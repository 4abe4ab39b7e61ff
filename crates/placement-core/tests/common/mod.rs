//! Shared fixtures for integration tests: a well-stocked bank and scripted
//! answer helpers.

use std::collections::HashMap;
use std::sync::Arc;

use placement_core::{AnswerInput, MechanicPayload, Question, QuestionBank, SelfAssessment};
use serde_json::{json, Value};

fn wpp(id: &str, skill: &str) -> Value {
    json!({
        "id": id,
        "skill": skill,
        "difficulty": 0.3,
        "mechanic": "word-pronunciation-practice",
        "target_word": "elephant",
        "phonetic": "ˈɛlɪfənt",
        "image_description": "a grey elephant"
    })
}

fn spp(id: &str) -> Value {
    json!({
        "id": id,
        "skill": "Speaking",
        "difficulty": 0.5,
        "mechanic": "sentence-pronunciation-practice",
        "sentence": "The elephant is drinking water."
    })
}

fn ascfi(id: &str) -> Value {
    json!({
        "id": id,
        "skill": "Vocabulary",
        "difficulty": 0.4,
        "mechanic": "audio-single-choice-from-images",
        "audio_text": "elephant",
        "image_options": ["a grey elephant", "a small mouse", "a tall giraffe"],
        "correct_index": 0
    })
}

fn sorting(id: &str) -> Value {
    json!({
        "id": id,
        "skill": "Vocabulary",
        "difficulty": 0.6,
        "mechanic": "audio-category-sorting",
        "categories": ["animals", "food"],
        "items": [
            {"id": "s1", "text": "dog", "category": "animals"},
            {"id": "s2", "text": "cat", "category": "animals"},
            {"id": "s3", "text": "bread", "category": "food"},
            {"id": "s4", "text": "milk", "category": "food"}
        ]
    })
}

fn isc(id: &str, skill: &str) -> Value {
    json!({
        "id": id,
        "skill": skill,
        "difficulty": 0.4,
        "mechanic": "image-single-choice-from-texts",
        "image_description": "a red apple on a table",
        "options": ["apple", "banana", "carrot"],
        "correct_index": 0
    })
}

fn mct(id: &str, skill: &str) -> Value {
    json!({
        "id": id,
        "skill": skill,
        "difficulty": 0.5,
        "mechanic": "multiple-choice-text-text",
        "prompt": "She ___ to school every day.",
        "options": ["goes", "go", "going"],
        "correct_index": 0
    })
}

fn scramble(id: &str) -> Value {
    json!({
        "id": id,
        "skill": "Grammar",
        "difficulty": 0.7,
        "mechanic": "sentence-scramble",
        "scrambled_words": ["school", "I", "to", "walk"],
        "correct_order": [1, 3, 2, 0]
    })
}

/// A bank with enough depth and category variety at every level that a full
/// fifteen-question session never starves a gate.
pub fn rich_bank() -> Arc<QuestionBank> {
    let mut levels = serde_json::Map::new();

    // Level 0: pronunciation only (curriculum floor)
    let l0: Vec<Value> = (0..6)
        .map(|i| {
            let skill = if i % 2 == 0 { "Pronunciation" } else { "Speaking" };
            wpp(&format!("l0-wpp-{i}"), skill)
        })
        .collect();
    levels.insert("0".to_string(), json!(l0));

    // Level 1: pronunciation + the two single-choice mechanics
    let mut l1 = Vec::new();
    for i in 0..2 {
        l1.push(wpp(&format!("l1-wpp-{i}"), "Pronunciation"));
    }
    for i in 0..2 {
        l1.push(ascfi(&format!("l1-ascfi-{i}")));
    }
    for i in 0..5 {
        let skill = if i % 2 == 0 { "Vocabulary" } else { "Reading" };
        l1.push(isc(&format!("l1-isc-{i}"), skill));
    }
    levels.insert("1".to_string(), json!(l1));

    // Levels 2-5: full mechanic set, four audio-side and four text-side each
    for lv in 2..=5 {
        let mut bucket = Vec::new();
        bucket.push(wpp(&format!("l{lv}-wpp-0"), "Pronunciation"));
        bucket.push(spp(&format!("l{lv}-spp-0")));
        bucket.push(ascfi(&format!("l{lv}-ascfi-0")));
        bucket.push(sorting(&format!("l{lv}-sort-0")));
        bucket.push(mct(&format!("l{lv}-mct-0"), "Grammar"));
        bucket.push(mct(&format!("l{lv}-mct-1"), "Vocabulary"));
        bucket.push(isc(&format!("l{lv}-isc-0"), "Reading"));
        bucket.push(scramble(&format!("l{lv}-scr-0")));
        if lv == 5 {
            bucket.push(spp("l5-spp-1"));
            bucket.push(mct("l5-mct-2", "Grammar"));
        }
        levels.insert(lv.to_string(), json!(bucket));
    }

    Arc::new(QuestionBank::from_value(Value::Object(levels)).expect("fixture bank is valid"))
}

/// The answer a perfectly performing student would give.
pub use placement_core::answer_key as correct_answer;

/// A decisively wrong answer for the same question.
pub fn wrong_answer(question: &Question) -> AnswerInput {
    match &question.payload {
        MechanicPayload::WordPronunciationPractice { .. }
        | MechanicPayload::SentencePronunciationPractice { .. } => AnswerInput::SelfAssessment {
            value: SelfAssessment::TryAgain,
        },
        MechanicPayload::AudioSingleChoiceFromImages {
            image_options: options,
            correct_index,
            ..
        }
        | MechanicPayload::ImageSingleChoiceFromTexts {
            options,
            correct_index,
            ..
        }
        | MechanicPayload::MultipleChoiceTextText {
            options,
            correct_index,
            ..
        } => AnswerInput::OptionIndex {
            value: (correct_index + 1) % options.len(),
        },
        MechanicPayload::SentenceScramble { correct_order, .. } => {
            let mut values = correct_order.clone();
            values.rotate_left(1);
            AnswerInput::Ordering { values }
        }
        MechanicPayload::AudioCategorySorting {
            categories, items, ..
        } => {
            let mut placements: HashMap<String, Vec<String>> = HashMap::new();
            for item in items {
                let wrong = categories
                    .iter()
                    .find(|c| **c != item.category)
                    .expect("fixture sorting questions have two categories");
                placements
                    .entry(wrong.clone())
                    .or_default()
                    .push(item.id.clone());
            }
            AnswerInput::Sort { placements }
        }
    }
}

§ **Task description**: What lines in the material above include "format"? Copy every one of them.

§ **Exercise response**:
            wpp(&format!("l0-wpp-{i}"), skill)
        l1.push(wpp(&format!("l1-wpp-{i}"), "Pronunciation"));
        l1.push(ascfi(&format!("l1-ascfi-{i}")));
        l1.push(isc(&format!("l1-isc-{i}"), skill));
        bucket.push(wpp(&format!("l{lv}-wpp-0"), "Pronunciation"));
        bucket.push(spp(&format!("l{lv}-spp-0")));
        bucket.push(ascfi(&format!("l{lv}-ascfi-0")));
        bucket.push(sorting(&format!("l{lv}-sort-0")));
        bucket.push(mct(&format!("l{lv}-mct-0"), "Grammar"));
        bucket.push(mct(&format!("l{lv}-mct-1"), "Vocabulary"));
        bucket.push(isc(&format!("l{lv}-isc-0"), "Reading"));
        bucket.push(scramble(&format!("l{lv}-scr-0")));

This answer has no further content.